Journey Through Affliction
by Liz Chandler
November 1987, Dennis had symptoms of fatigue, shortness of breath and for the first time in 10 years; he had stopped jogging his daily 6-mile run. His feeling so fatigued really frightened me. He was much too quiet and vague when I asked him how he felt. I found myself thinking that something was seriously wrong and I prayed, asking to be lead what to do next. Like an answered prayer, I heard Dennis wonder aloud, albeit in feeble voice; “What was the name of the doctor the Palmerios said was a good diagnostic doctor?” (They’re the dear folks who chose to sell their precious home to us the previous year and Dennis was referring to a conversation we had; in which they suggested if we ever needed a doctor, etc.) Here Dennis and I were thinking about the same thing at the same time. That was not unusual because ever since meeting Dennis in 1965, I often felt things didn’t just happen fortuitously for us. We were then in our eighteenth year of marriage, still happily tuned into one another (or so it seemed). But this time this moment of synchronicity had such somber overtones. Little did I know it would be the beginning of his long lengthy battle with leukemia. We are victorious now and as I look back from where I sit, so to speak, it makes me just marvel how God has His hand on us.
For example, like when I called to get an appointment with that doctor and there was no opening, I tried naming dropping our mutual friends, Bob & Bobbi Palmerio. That found favor with the doctor’s appointment secretary and she said she would try to squeeze us in at the end of that day (a Friday). Dr. C.W. Lee examined Dennis and drew blood from him to be sent to a lab. But, he said, he wouldn’t get results until Monday as the courier had already made his rounds (or so he thought). We went home to wait out the weekend (or so we thought.) Fortunately, a freakish snowstorm delayed that courier and they were able to include Dennis’ blood sample to be sent for testing.
Then the terrible news: Dennis had leukemia!
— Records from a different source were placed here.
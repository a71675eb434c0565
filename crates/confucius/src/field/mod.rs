//! Field descriptions for configuration records.
//!
//! Responsibilities:
//! - Define the `Field` trait every configurable type implements (leaf types
//!   here, records through `#[derive(Config)]`).
//! - Classify destinations into a closed set of coercion kinds.
//! - Describe the per-field policy declared by `required` / `default`.
//!
//! Does NOT handle:
//! - Applying policies (see `policy.rs`).
//! - Reading or merging files (see `loader`).
//!
//! Invariants:
//! - Types without a `Field` impl cannot appear in a record; unsupported
//!   destinations are rejected at compile time rather than during a load.
//! - Struct-like kinds are never valid targets of a single string coercion.

mod impls;
pub mod path;
pub mod walker;

use std::fmt;

use serde_json::Value as JsonValue;

use crate::coerce::{CoerceError, Coercer};
use crate::loader::decode::{self, DecodeContext, DecodeError};
use crate::loader::Tree;
pub use path::{FieldPath, PathSegment};
pub use walker::{Leaf, Slot, Walker, walk};

/// Coercion target kind of a destination.
#[derive(Debug, Clone, PartialEq, Eq)]
pub enum Kind {
    Bool,
    SignedInt,
    UnsignedInt,
    Float,
    String,
    Duration,
    Timestamp,
    Pointer(Box<Kind>),
    Sequence(Box<Kind>),
    /// A record traversed field by field.
    Struct(&'static str),
    /// A destination that can hold decoded data but never a coerced string.
    Unsupported(&'static str),
}

impl Kind {
    /// Whether the kind holds a record somewhere inside it.
    ///
    /// Composite destinations are traversed by the walker instead of being
    /// coerced as a whole.
    pub fn is_composite(&self) -> bool {
        match self {
            Kind::Struct(_) => true,
            Kind::Pointer(inner) | Kind::Sequence(inner) => inner.is_composite(),
            _ => false,
        }
    }

    /// Whether the kind is a boolean, directly or behind an `Option`.
    pub fn is_boolean(&self) -> bool {
        match self {
            Kind::Bool => true,
            Kind::Pointer(inner) => inner.is_boolean(),
            _ => false,
        }
    }
}

impl fmt::Display for Kind {
    fn fmt(&self, f: &mut fmt::Formatter<'_>) -> fmt::Result {
        match self {
            Kind::Bool => f.write_str("bool"),
            Kind::SignedInt => f.write_str("signed integer"),
            Kind::UnsignedInt => f.write_str("unsigned integer"),
            Kind::Float => f.write_str("float"),
            Kind::String => f.write_str("string"),
            Kind::Duration => f.write_str("duration"),
            Kind::Timestamp => f.write_str("timestamp"),
            Kind::Pointer(inner) => write!(f, "optional {inner}"),
            Kind::Sequence(inner) => write!(f, "sequence of {inner}"),
            Kind::Struct(name) => write!(f, "struct {name}"),
            Kind::Unsupported(name) => f.write_str(name),
        }
    }
}

/// Policy declared on a field.
#[derive(Debug, Clone, Default, PartialEq, Eq)]
pub enum Policy {
    #[default]
    None,
    Required,
    Default(String),
    /// Both `required` and `default` were declared; always rejected.
    Conflict { default: String },
}

impl Policy {
    /// Build the policy from the two independent annotations.
    pub fn from_annotations(required: bool, default: Option<&str>) -> Self {
        match (required, default) {
            (false, None) => Policy::None,
            (true, None) => Policy::Required,
            (false, Some(value)) => Policy::Default(value.to_string()),
            (true, Some(value)) => Policy::Conflict {
                default: value.to_string(),
            },
        }
    }

    pub fn is_none(&self) -> bool {
        matches!(self, Policy::None)
    }
}

/// Static description of one record field, generated by `#[derive(Config)]`.
#[derive(Debug, Clone, Copy)]
pub struct Segment {
    /// Field name as declared in the struct.
    pub ident: &'static str,
    /// Alt names as `(tag, name)` pairs.
    pub names: &'static [(&'static str, &'static str)],
    /// Children are promoted into the parent path unless an alt name applies.
    pub flatten: bool,
}

impl Segment {
    /// Alt name declared for `tag`, ignoring empty names.
    pub fn alt_name(&self, tag: &str) -> Option<&'static str> {
        self.names
            .iter()
            .find(|(key, name)| *key == tag && !name.is_empty())
            .map(|(_, name)| *name)
    }

    /// Path segment used for this field under `tag`.
    pub fn name(&self, tag: &str) -> &'static str {
        self.alt_name(tag).unwrap_or(self.ident)
    }

    /// Whether the field's children share the parent's path under `tag`.
    pub fn is_promoted(&self, tag: &str) -> bool {
        self.flatten && self.alt_name(tag).is_none()
    }
}

/// A type that can live in a configuration record.
///
/// Leaf types implement `kind`, `parse` and `is_set`; records derived with
/// `#[derive(Config)]` additionally override `decode`, `decode_map` and
/// `visit` to recurse into their fields.
pub trait Field: Default + 'static {
    /// Coercion kind of this type.
    fn kind() -> Kind;

    /// Parse a raw string into a fresh value.
    fn parse(raw: &str, coercer: &Coercer) -> Result<Self, CoerceError>;

    /// Whether the value counts as set for `required` / `default` purposes.
    fn is_set(&self) -> bool;

    /// Whether a `Some` holding this value counts as set.
    ///
    /// Pointers normally defer to the pointee; timestamps override this so an
    /// explicitly supplied instant is never mistaken for a missing one.
    fn is_set_behind_pointer(&self) -> bool {
        self.is_set()
    }

    /// Decode an untyped tree node into this value.
    ///
    /// Scalars are rendered as strings and coerced; `null` leaves the value
    /// untouched.
    fn decode(&mut self, node: &JsonValue, cx: &mut DecodeContext<'_>) -> Result<(), DecodeError> {
        decode::decode_scalar(self, node, cx)
    }

    /// Decode the entries of a mapping directly into this value's fields.
    ///
    /// Only records support this; it backs `#[conf(flatten)]`.
    fn decode_map(&mut self, _map: &Tree, cx: &mut DecodeContext<'_>) -> Result<(), DecodeError> {
        Err(cx.error(format!("{} cannot be flattened", Self::kind())))
    }

    /// Report this value's leaves to the walker.
    fn visit<'a>(&'a mut self, walker: &mut Walker<'a>, path: &FieldPath, policy: Policy) {
        walker.leaf(path, policy, self);
    }
}

/// Marker for records that can be loaded as a whole.
///
/// Implemented by `#[derive(Config)]`; `ConfigLoader::load` only accepts
/// types implementing it, so a load target is always a record.
pub trait Config: Field {}

/// Object-safe view of a leaf used by the policy resolver.
pub trait Assign {
    /// Coercion kind of the destination.
    fn target_kind(&self) -> Kind;

    /// Whether the destination currently holds a value.
    fn has_value(&self) -> bool;

    /// Replace the destination with `raw` coerced into its type.
    fn assign(&mut self, raw: &str, coercer: &Coercer) -> Result<(), CoerceError>;
}

impl<T: Field> Assign for T {
    fn target_kind(&self) -> Kind {
        T::kind()
    }

    fn has_value(&self) -> bool {
        self.is_set()
    }

    fn assign(&mut self, raw: &str, coercer: &Coercer) -> Result<(), CoerceError> {
        *self = T::parse(raw, coercer)?;
        Ok(())
    }
}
The lab called Dr. Lee at home immediately upon analyzing Dennis’ blood work, instructing him to get his patient “to an emergency room as soon as possible!” It was then that Dr. Lee called me on the telephone to confer with oncologist Dr. Hoon Park, about what to do next. I was told not to tell Dennis it was leukemia! They were concerned about the complications of trauma added to his already fatigued condition. I remember praying, “Lord, make me an actress.” It was the most awful moment of my life and that’s what I remember. When I hung up, I didn’t think I was strong enough to play out the planned subterfuge but with the sheer grace of God, I did.
The scheme was that we wouldn’t tell Dennis it was cancer but that it was anemia. Anemia or not, Dennis felt going to the hospital that night wasn’t a priority since the next day was my birthday and he “didn’t want to ruin it by being in some hospital”. He refused to go.
That night was the most awful night of my life. I pretended to sleep but my crying jags made me physically sick and my restlessness disturbed Dennis. He asked why I was so upset and I answered that I couldn’t bear the thought of him being sick. He said he wasn’t sick just tired and it was probably nothing to be so concerned about. He became so fatigued, he finally fell into a deep sleep and I was able to smother the sounds of my crying with my pillow. As the long night grew into day, I knew Dennis had to be taken to the hospital as early as possible that morning. Dr. Park had told me, “Tell him it might be pernicious anemia so as to get him to go to the hospital. It would not be morally or ethically responsible to delay further”. The doctors were concerned that any trauma could cause bleeding in the blood/ brain barrier, I think is the way they put it.
Thankfully Bill Gorse, a dear friend of the family whom I had called, pretended to drop by for my birthday. It was he who convinced Dennis to get checked out by saying “Oh, do it for Liz and give her a little peace of mind for her birthday.” He continued the ruse by even offering to drive, saying he could tell we both were tired and that it was a long ride to East Cleveland. Besides, he told Dennis, he’d blocked out time for a catch up visit with him, too. It worked and we went to the hospital. Dr. Park directed us to take him to Meridia Huron. He said, “that if Dennis makes it thru this night; and if he makes it thru the necessary aggressive chemos treatments, he will need a lot of bed care. This teaching hospital can provide the kind of care that will be needed.”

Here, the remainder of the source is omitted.